Parce que les effets de la numérisation dépassent de loin leurs simples usages techniques, nous ne nous intéresserons pas ici à autre chose qu’aux questions sociales, culturelles et politiques que ce phénomène impose.

La numérisation est toujours présentée comme une facilitation de la vie du citoyen. Bien souvent pourtant, il en voit les effets contraires : des démarches plus compliquées, selon un formatage qui ne correspond ni à ses besoins, ni à ses capacités. A cet égard, s’il s’agit aussi de lui permettre de développer ces dernières, nous avons aussi vu les limites de la chose lors de la campagne précédente, portant sur les inégalités socio-numériques.

Le second argument majeur qui accompagne ce mouvement est l’économie de coût réalisé. Face à la fermeture des guichets, souvent ce sont d’autres acteurs de première ligne qui reprennent le relais de l’accompagnement, quand celui-ci n’est pas le fait de canaux encore plus informels, plus invisibles encore. Ce sont eux, secteur associatif, proches, familles, qui, face à la déshérence de l’État, permettent encore à la machine de tenir, alors que le dernier baromètre pour l’inclusion numérique montre que les personnes touchées par la fracture numérique sont en augmentation, dépassant la moitié de la population belge, tous âges confondus.

Parmi ces acteurs de première ligne, toute une série de métiers, de natures différentes, des assistants sociaux aux animateurs des espaces publics numériques en passant par les informaticiens publics. En plus d’être le plus souvent relégués à entreprendre des démarches administratives « à la place de », ils sont aussi de plus en plus souvent assujettis à un financement via des appels à projets. Au sentiment de déclassement professionnel s’ajoute alors une précarisation de leur statut qui rend d’autant plus fragile leur propre situation. Dans un même mouvement, sont liées précarisations individuelles et associatives.
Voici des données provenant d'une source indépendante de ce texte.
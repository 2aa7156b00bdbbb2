use std::collections::{HashMap, HashSet};

use chrono::{DateTime, Utc};
use serde::{Deserialize, Serialize};
use uuid::Uuid;

use crate::errors::EngineError;

use super::rule::{tag_list, Rule, RuleDraft};

const CURRENT_SCHEMA_VERSION: u8 = 1;

/// Margin added above the current maximum priority when a draft omits one,
/// so newly authored specific rules outrank older generic ones.
pub const DEFAULT_PRIORITY_STEP: i64 = 10;

/// The ordered rule collection for one household. Vec position is the
/// persisted order and the authoritative within-tier tie-break; priority
/// values may collide, positions may not.
#[derive(Debug, Clone, Serialize, Deserialize)]
pub struct RuleBook {
    #[serde(default)]
    pub rules: Vec<Rule>,
    pub created_at: DateTime<Utc>,
    pub updated_at: DateTime<Utc>,
    #[serde(default = "RuleBook::schema_version_default")]
    pub schema_version: u8,
}

/// Result of a bulk delete: ids removed and ids that were not present.
#[derive(Debug, Clone, Default, PartialEq, Eq)]
pub struct BulkDeleteOutcome {
    pub deleted: Vec<Uuid>,
    pub missing: Vec<Uuid>,
}

impl RuleBook {
    pub fn new() -> Self {
        let now = Utc::now();
        Self {
            rules: Vec::new(),
            created_at: now,
            updated_at: now,
            schema_version: CURRENT_SCHEMA_VERSION,
        }
    }

    /// Validates `draft`, assigns an id and (when omitted) a computed
    /// priority, and appends the rule at the last position.
    pub fn create(&mut self, draft: &RuleDraft, priority_step: i64) -> Result<Rule, EngineError> {
        let keywords = draft.validate()?;
        let priority = draft
            .priority
            .unwrap_or_else(|| self.max_priority() + priority_step);
        let rule = Rule {
            id: Uuid::new_v4(),
            keywords,
            bucket_id: draft.bucket_id,
            priority,
            min_amount: draft.min_amount,
            max_amount: draft.max_amount,
            apply_tags: tag_list(&draft.apply_tags),
            mark_for_review: draft.mark_for_review,
            assign_to: draft.normalized_assignee(),
            created_at: Utc::now(),
        };
        self.rules.push(rule.clone());
        self.touch();
        Ok(rule)
    }

    /// Replaces the fields of the rule identified by `id`, keeping its id,
    /// position, and creation stamp. A draft without a priority keeps the
    /// existing one.
    pub fn update(&mut self, id: Uuid, draft: &RuleDraft) -> Result<Rule, EngineError> {
        let keywords = draft.validate()?;
        let rule = self
            .rules
            .iter_mut()
            .find(|rule| rule.id == id)
            .ok_or(EngineError::RuleNotFound(id))?;
        rule.keywords = keywords;
        rule.bucket_id = draft.bucket_id;
        if let Some(priority) = draft.priority {
            rule.priority = priority;
        }
        rule.min_amount = draft.min_amount;
        rule.max_amount = draft.max_amount;
        rule.apply_tags = tag_list(&draft.apply_tags);
        rule.mark_for_review = draft.mark_for_review;
        rule.assign_to = draft.normalized_assignee();
        let updated = rule.clone();
        self.touch();
        Ok(updated)
    }

    /// Removes the rule identified by `id`, returning the removed instance.
    /// Positions after it close over; no gaps remain.
    pub fn delete(&mut self, id: Uuid) -> Result<Rule, EngineError> {
        let index = self
            .rules
            .iter()
            .position(|rule| rule.id == id)
            .ok_or(EngineError::RuleNotFound(id))?;
        let removed = self.rules.remove(index);
        self.touch();
        Ok(removed)
    }

    /// Removes every listed rule that exists. Unknown ids are reported, not
    /// errors; the surviving rules keep their relative order.
    pub fn bulk_delete(&mut self, ids: &[Uuid]) -> BulkDeleteOutcome {
        let requested: HashSet<Uuid> = ids.iter().copied().collect();
        let existing: HashSet<Uuid> = self.rules.iter().map(|rule| rule.id).collect();
        let mut outcome = BulkDeleteOutcome::default();
        for id in ids {
            if existing.contains(id) {
                if !outcome.deleted.contains(id) {
                    outcome.deleted.push(*id);
                }
            } else if !outcome.missing.contains(id) {
                outcome.missing.push(*id);
            }
        }
        if !outcome.deleted.is_empty() {
            self.rules.retain(|rule| !requested.contains(&rule.id));
            self.touch();
        }
        outcome
    }

    /// Atomically replaces the persisted order. Rejected, leaving the book
    /// untouched, unless `ids` is exactly a permutation of the stored id set.
    pub fn reorder(&mut self, ids: &[Uuid]) -> Result<(), EngineError> {
        if ids.len() != self.rules.len() {
            return Err(EngineError::ReorderMismatch);
        }
        let positions: HashMap<Uuid, usize> = self
            .rules
            .iter()
            .enumerate()
            .map(|(index, rule)| (rule.id, index))
            .collect();
        let unique: HashSet<Uuid> = ids.iter().copied().collect();
        if unique.len() != ids.len() || ids.iter().any(|id| !positions.contains_key(id)) {
            return Err(EngineError::ReorderMismatch);
        }
        self.rules = ids
            .iter()
            .map(|id| self.rules[positions[id]].clone())
            .collect();
        self.touch();
        Ok(())
    }

    pub fn rule(&self, id: Uuid) -> Option<&Rule> {
        self.rules.iter().find(|rule| rule.id == id)
    }

    pub fn position_of(&self, id: Uuid) -> Option<usize> {
        self.rules.iter().position(|rule| rule.id == id)
    }

    pub fn rule_count(&self) -> usize {
        self.rules.len()
    }

    pub fn max_priority(&self) -> i64 {
        self.rules.iter().map(|rule| rule.priority).max().unwrap_or(0)
    }

    pub fn touch(&mut self) {
        self.updated_at = Utc::now();
    }

    pub fn schema_version_default() -> u8 {
        CURRENT_SCHEMA_VERSION
    }
}

impl Default for RuleBook {
    fn default() -> Self {
        Self::new()
    }
}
Se pose alors la question de savoir si les économies faites à un endroit ne sont pas source d’un déficit finalement plus grand encore.

Si les politiques prescriptrices de la numérisation continuent d’associer progrès social et progrès technique, il s’agit de rendre enfin visible ses effets sur le terrain, où les cas de non-recours aux droits fondamentaux sont de plus en plus nombreux, contrairement aux mots entendus dans les discours sur la numérisation, promesses souvent vides de tout sens effectif.
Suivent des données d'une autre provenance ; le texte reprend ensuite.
//! Stable, public-facing surface that wraps the rule services.
//!
//! `RuleEngine` is what a transport layer (HTTP handlers, automation jobs,
//! an embedding host) talks to: one method per request shape. It owns the
//! rulebook behind a lock so store mutations are atomic relative to runs,
//! persists after every mutation, serializes bulk runs, and emits change
//! events for whatever caching layer sits above.

use std::sync::{
    atomic::{AtomicBool, Ordering},
    Arc, RwLock, RwLockReadGuard, RwLockWriteGuard,
};

use tracing::info;
use uuid::Uuid;

use crate::config::Config;
use crate::engine::{preview, runner, PreviewReport, RunOutcome};
use crate::errors::EngineError;
use crate::events::{ChangeEvent, ChangeListener, ChangeNotifier};
use crate::rules::{BulkDeleteOutcome, CandidateRule, Rule, RuleBook, RuleDraft};
use crate::storage::RuleStorage;
use crate::transactions::{TransactionReader, TransactionWriter};

pub struct RuleEngine {
    name: String,
    config: Config,
    rules: RwLock<RuleBook>,
    storage: Arc<dyn RuleStorage>,
    notifier: ChangeNotifier,
    run_active: AtomicBool,
}

impl RuleEngine {
    /// Opens the named rulebook, creating an empty one on first use.
    pub fn open(
        storage: Arc<dyn RuleStorage>,
        name: impl Into<String>,
        config: Config,
    ) -> Result<Self, EngineError> {
        let name = name.into();
        let book = storage.load_or_default(&name)?;
        info!(rulebook = %name, rules = book.rule_count(), "rulebook opened");
        Ok(Self {
            name,
            config,
            rules: RwLock::new(book),
            storage,
            notifier: ChangeNotifier::new(),
            run_active: AtomicBool::new(false),
        })
    }

    /// Registers a listener for rule/transaction change events. Call during
    /// setup, before the engine is shared.
    pub fn subscribe(&mut self, listener: Arc<dyn ChangeListener>) {
        self.notifier.subscribe(listener);
    }

    pub fn name(&self) -> &str {
        &self.name
    }

    /// Snapshot of the rules in persisted order.
    pub fn rules(&self) -> Result<Vec<Rule>, EngineError> {
        Ok(self.read_book()?.rules.clone())
    }

    pub fn create_rule(&self, draft: &RuleDraft) -> Result<Rule, EngineError> {
        let rule = {
            let mut book = self.write_book()?;
            let rule = book.create(draft, self.config.priority_step)?;
            self.storage.save(&book, &self.name)?;
            rule
        };
        info!(rulebook = %self.name, rule = %rule.id, "rule created");
        self.emit_rules_changed();
        Ok(rule)
    }

    pub fn update_rule(&self, id: Uuid, draft: &RuleDraft) -> Result<Rule, EngineError> {
        let rule = {
            let mut book = self.write_book()?;
            let rule = book.update(id, draft)?;
            self.storage.save(&book, &self.name)?;
            rule
        };
        self.emit_rules_changed();
        Ok(rule)
    }

    pub fn delete_rule(&self, id: Uuid) -> Result<Uuid, EngineError> {
        {
            let mut book = self.write_book()?;
            book.delete(id)?;
            self.storage.save(&book, &self.name)?;
        }
        self.emit_rules_changed();
        Ok(id)
    }

    pub fn bulk_delete(&self, ids: &[Uuid]) -> Result<BulkDeleteOutcome, EngineError> {
        let outcome = {
            let mut book = self.write_book()?;
            let outcome = book.bulk_delete(ids);
            if !outcome.deleted.is_empty() {
                self.storage.save(&book, &self.name)?;
            }
            outcome
        };
        if !outcome.deleted.is_empty() {
            self.emit_rules_changed();
        }
        Ok(outcome)
    }

    pub fn reorder(&self, ids: &[Uuid]) -> Result<(), EngineError> {
        {
            let mut book = self.write_book()?;
            book.reorder(ids)?;
            self.storage.save(&book, &self.name)?;
        }
        self.emit_rules_changed();
        Ok(())
    }

    /// Dry run of one candidate rule against the corpus. Read-only; may run
    /// concurrently with anything, including a bulk run.
    pub fn preview(
        &self,
        candidate: &CandidateRule,
        reader: &dyn TransactionReader,
        limit: Option<usize>,
    ) -> Result<PreviewReport, EngineError> {
        let limit = limit.unwrap_or(self.config.preview_sample_limit);
        preview(candidate, reader, limit)
    }

    /// Applies the full rule set across the corpus. At most one run may be
    /// in flight per rulebook; a second call is rejected, not queued. The
    /// run evaluates a snapshot of the rules, so a concurrent reorder is
    /// observed either entirely or not at all.
    pub fn run(
        &self,
        reader: &dyn TransactionReader,
        writer: &mut dyn TransactionWriter,
        overwrite_verified: bool,
    ) -> Result<RunOutcome, EngineError> {
        let _permit = RunPermit::acquire(&self.run_active)?;
        let snapshot = self.read_book()?.rules.clone();
        let outcome = runner::run(&snapshot, reader, writer, overwrite_verified)?;
        self.notifier.emit(ChangeEvent::TransactionsChanged {
            mutated: outcome.mutated,
        });
        Ok(outcome)
    }

    fn emit_rules_changed(&self) {
        self.notifier.emit(ChangeEvent::RulesChanged {
            rulebook: self.name.clone(),
        });
    }

    fn read_book(&self) -> Result<RwLockReadGuard<'_, RuleBook>, EngineError> {
        self.rules
            .read()
            .map_err(|_| EngineError::Storage("rulebook lock poisoned".into()))
    }

    fn write_book(&self) -> Result<RwLockWriteGuard<'_, RuleBook>, EngineError> {
        self.rules
            .write()
            .map_err(|_| EngineError::Storage("rulebook lock poisoned".into()))
    }
}

/// Guard enforcing at-most-one bulk run per engine. Releases on drop, also
/// on the error path.
struct RunPermit<'a> {
    flag: &'a AtomicBool,
}

impl<'a> RunPermit<'a> {
    fn acquire(flag: &'a AtomicBool) -> Result<Self, EngineError> {
        if flag
            .compare_exchange(false, true, Ordering::AcqRel, Ordering::Acquire)
            .is_err()
        {
            return Err(EngineError::RunInProgress);
        }
        Ok(Self { flag })
    }
}

impl Drop for RunPermit<'_> {
    fn drop(&mut self) {
        self.flag.store(false, Ordering::Release);
    }
}

#[cfg(test)]
mod tests {
    use super::*;

    #[test]
    fn run_permit_is_exclusive_and_released_on_drop() {
        let flag = AtomicBool::new(false);
        let permit = RunPermit::acquire(&flag).expect("first acquire");
        assert!(matches!(
            RunPermit::acquire(&flag),
            Err(EngineError::RunInProgress)
        ));
        drop(permit);
        assert!(RunPermit::acquire(&flag).is_ok());
    }
}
Nous l’avons déjà dit. Insistons de nouveau : le paradoxe est de plus en plus criant. En même temps que l’écart continue de se creuser entre les modalités actuelles de la numérisation du social d’un côté, et les réalités de terrain de l’autre, où l’on note sans ambiguïté possible un accroissement des inégalités sociales, les politiques de numérisation continuent malgré tout d’accélérer dans le même sens. C’est pourquoi nous avons voulu travailler à partir de ces deux points de départ apparemment opposés, de les analyser au plus près afin de mettre en lumière cet écart.

C’est dans cette optique que nous sommes allés interroger Périne Brotcorne, co-autrice du Baromètre de l’inclusion numérique, mais aussi co-autrice d’études sur les modalités de la numérisation au sein des services d’intérêt général.

Ensuite, nous avons aussi voulu éclairer les conséquences sur le terrain. Pour cela, nous avons suivi le travail de deux animateurs d’EPN (espaces publics numériques), à partir duquel nous avons réalisé un podcast dont nous présentons ici les deux premiers épisodes.

Enfin, nous avons tenu une série d’ateliers depuis le mois de juin, intitulés « Reprendre la main face à la digitalisation du monde », qui a réuni de nombreux collectifs, associations, citoyens et universitaires, et qui a permis, entre autres, de mesurer l’étendue des constats que chacun voit et vit localement. A cet égard, une des conclusions a porté sur le travail à faire sur l’ordonnance ‘Bruxelles numérique’ en préparation à la Région de Bruxelles-Capitale.

Il ne fait pas de doute que nous sommes de plus en plus nombreux à nous emparer de ces enjeux, qu’il s’agit de se réapproprier et de réinvestir d’un sens collectif, afin d’imaginer et d’arpenter ensemble de nouveaux chemins.